Overall Score: 10/10 Vocals: 10/10 Riffs: 10/10 Attitude: 10/10 Pros: Ed's Vocals | Great Riffs | Oozes groove and swagger Cons: Too Short
Four tracks, 12 minutes, 1,000,000 riffs. Your Demise are back, and they’ve got a point to prove.
Last year’s The Golden Age split the band’s fanbase down the middle. Some people embraced the new direction Your Demise had taken, others weren’t so keen.
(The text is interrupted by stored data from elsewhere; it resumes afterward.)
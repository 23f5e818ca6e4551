//! 异常闩
//!
//! 并行区域内的错误不允许跨线程边界传播，否则会破坏工作线程的栈。
//! 所有失败统一写入这个"首写者获胜"的单槽闩，循环结束后由驱动端取出重抛。

use crate::error::ReadError;
use std::sync::Mutex;
use std::sync::atomic::{AtomicBool, Ordering};

/// 首写者获胜的单槽错误闩
#[derive(Debug, Default)]
pub struct ExceptionLatch {
    /// 快路径标志：工作线程每块轮询一次
    caught: AtomicBool,
    /// 第一个被捕获的错误
    slot: Mutex<Option<ReadError>>,
}

impl ExceptionLatch {
    /// 创建空闩
    pub fn new() -> Self {
        Self::default()
    }

    /// 捕获一个错误；槽已占用时丢弃后来者
    pub fn capture(&self, err: ReadError) {
        let mut slot = self.slot.lock().expect("异常闩锁中毒");
        if slot.is_none() {
            #[cfg(feature = "logging")]
            tracing::debug!("捕获首个工作线程错误: {}", err);
            *slot = Some(err);
            self.caught.store(true, Ordering::Release);
        }
    }

    /// 是否已有错误被捕获
    pub fn is_caught(&self) -> bool {
        self.caught.load(Ordering::Acquire)
    }

    /// 捕获的是否为用户中断
    pub fn is_interrupt(&self) -> bool {
        self.slot
            .lock()
            .expect("异常闩锁中毒")
            .as_ref()
            .is_some_and(ReadError::is_interrupt)
    }

    /// 取出捕获的错误（若有）
    pub fn take(&self) -> Option<ReadError> {
        self.slot.lock().expect("异常闩锁中毒").take()
    }
}

#[cfg(test)]
mod tests {
    use super::*;

    #[test]
    fn test_first_writer_wins() {
        let latch = ExceptionLatch::new();
        assert!(!latch.is_caught());

        latch.capture(ReadError::Interrupted);
        latch.capture(ReadError::other("后来者"));

        assert!(latch.is_caught());
        assert!(latch.is_interrupt());
        let err = latch.take().unwrap();
        assert!(err.is_interrupt());
        assert!(latch.take().is_none());
    }

    #[test]
    fn test_not_interrupt() {
        let latch = ExceptionLatch::new();
        latch.capture(ReadError::parse_error(7, "坏块"));
        assert!(latch.is_caught());
        assert!(!latch.is_interrupt());
    }
}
The increased use of clean vocals and the pop punk style of some songs were a step too far for a lot of fans.
Where many bands would panic and try to win back fans by returning to their old sound, Your Demise have ripped the rulebook up once again and wrote the four best songs of their career.
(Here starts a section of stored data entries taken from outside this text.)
//! 错误类型定义
//!
//! 这个模块定义了库中使用的所有错误类型，使用 thiserror 提供丰富的错误信息。

/// 并行读取器的结果类型
pub type Result<T> = std::result::Result<T, ReadError>;

/// 并行读取错误类型
#[derive(Debug, thiserror::Error)]
pub enum ReadError {
    /// IO错误
    #[error("IO错误: {0}")]
    Io(#[from] std::io::Error),

    /// 解析错误：块内容无法恢复地损坏
    #[error("解析错误 (字节偏移{offset}): {message}")]
    Parse { offset: usize, message: String },

    /// 边界对账失败：强制真实起点重解析后仍不一致
    #[error("块{chunk}边界不一致: 期望起点{expected}, 实际起点{actual}")]
    Inconsistent { chunk: usize, expected: usize, actual: usize },

    /// 用户中断
    #[error("读取被用户中断")]
    Interrupted,

    /// 配置错误
    #[error("配置错误: {0}")]
    Config(String),

    /// 日志错误（仅在启用 logging feature 时可用）
    #[cfg(feature = "logging")]
    #[error("日志错误: {0}")]
    Log(#[from] crate::logging::LogError),

    /// 其他错误
    #[error("未知错误: {0}")]
    Other(String),
}

impl ReadError {
    /// 创建一个解析错误
    pub fn parse_error<S: Into<String>>(offset: usize, message: S) -> Self {
        let message = message.into();
        #[cfg(feature = "logging")]
        {
            crate::logging::ensure_logger_initialized();
            tracing::error!("解析错误发生在字节偏移{}: {}", offset, message);
        }
        Self::Parse { offset, message }
    }

    /// 创建一个边界不一致错误
    pub fn inconsistent(chunk: usize, expected: usize, actual: usize) -> Self {
        #[cfg(feature = "logging")]
        {
            crate::logging::ensure_logger_initialized();
            tracing::error!(
                "块{}边界对账失败: 期望起点{}, 实际起点{}",
                chunk,
                expected,
                actual
            );
        }
        Self::Inconsistent { chunk, expected, actual }
    }

    /// 创建一个配置错误
    pub fn config_error<S: Into<String>>(message: S) -> Self {
        let message = message.into();
        #[cfg(feature = "logging")]
        {
            crate::logging::ensure_logger_initialized();
            tracing::error!("配置错误: {}", message);
        }
        Self::Config(message)
    }

    /// 创建一个其他类型错误
    pub fn other<S: Into<String>>(message: S) -> Self {
        let message = message.into();
        #[cfg(feature = "logging")]
        {
            crate::logging::ensure_logger_initialized();
            tracing::error!("未知错误: {}", message);
        }
        Self::Other(message)
    }

    /// 检查是否为 IO 错误
    pub fn is_io_error(&self) -> bool {
        matches!(self, ReadError::Io(_))
    }

    /// 检查是否为解析错误
    pub fn is_parse_error(&self) -> bool {
        matches!(self, ReadError::Parse { .. })
    }

    /// 检查是否为边界不一致错误
    pub fn is_inconsistent(&self) -> bool {
        matches!(self, ReadError::Inconsistent { .. })
    }

    /// 检查是否为用户中断
    pub fn is_interrupt(&self) -> bool {
        matches!(self, ReadError::Interrupted)
    }

    /// 检查是否为配置错误
    pub fn is_config_error(&self) -> bool {
        matches!(self, ReadError::Config(_))
    }
}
Taking the strongest elements of The Golden Age, the groove laden hardcore of Born A Snake, the 90s punk influenced riffs of Forget About Me and the hip-hop swagger of I’m (Not)The One, and turned the heaviness up to ten. Cold Chillin’ is a ‘fuck you’ to the haters and a ‘thank you’ to those who stuck with them.
Every member of the band has stepped up their game for this EP. Ed’s vocals are better than they’ve ever been. The clean vocals on the chorus of A Song To No-One sound like a hardcore James Hetfield, his screams are stronger and angrier than ever, he sounds utterly venomous on Nearly Home, and the MC like qualities he brings to the live show are showcased on Karma, which has more swagger than a dozen New Era snapbacks.
The guitars range from punky, Pennywise-esque riffs on A Song To No-One, to thrashy shredding on Just Like the End, to bass driven, Biohazard style grooves on Karma. Tailby’s drumming has, for a long time, been one of the best aspects of this band, and he doesn’t fail to live up to his usual standards, managing to compliment the other instruments while still showing heaps of flair.
These songs are bona-fide mosh anthems. Cold Chillin’ is the best thing this band have ever put their name on. I think they’ve proved their point.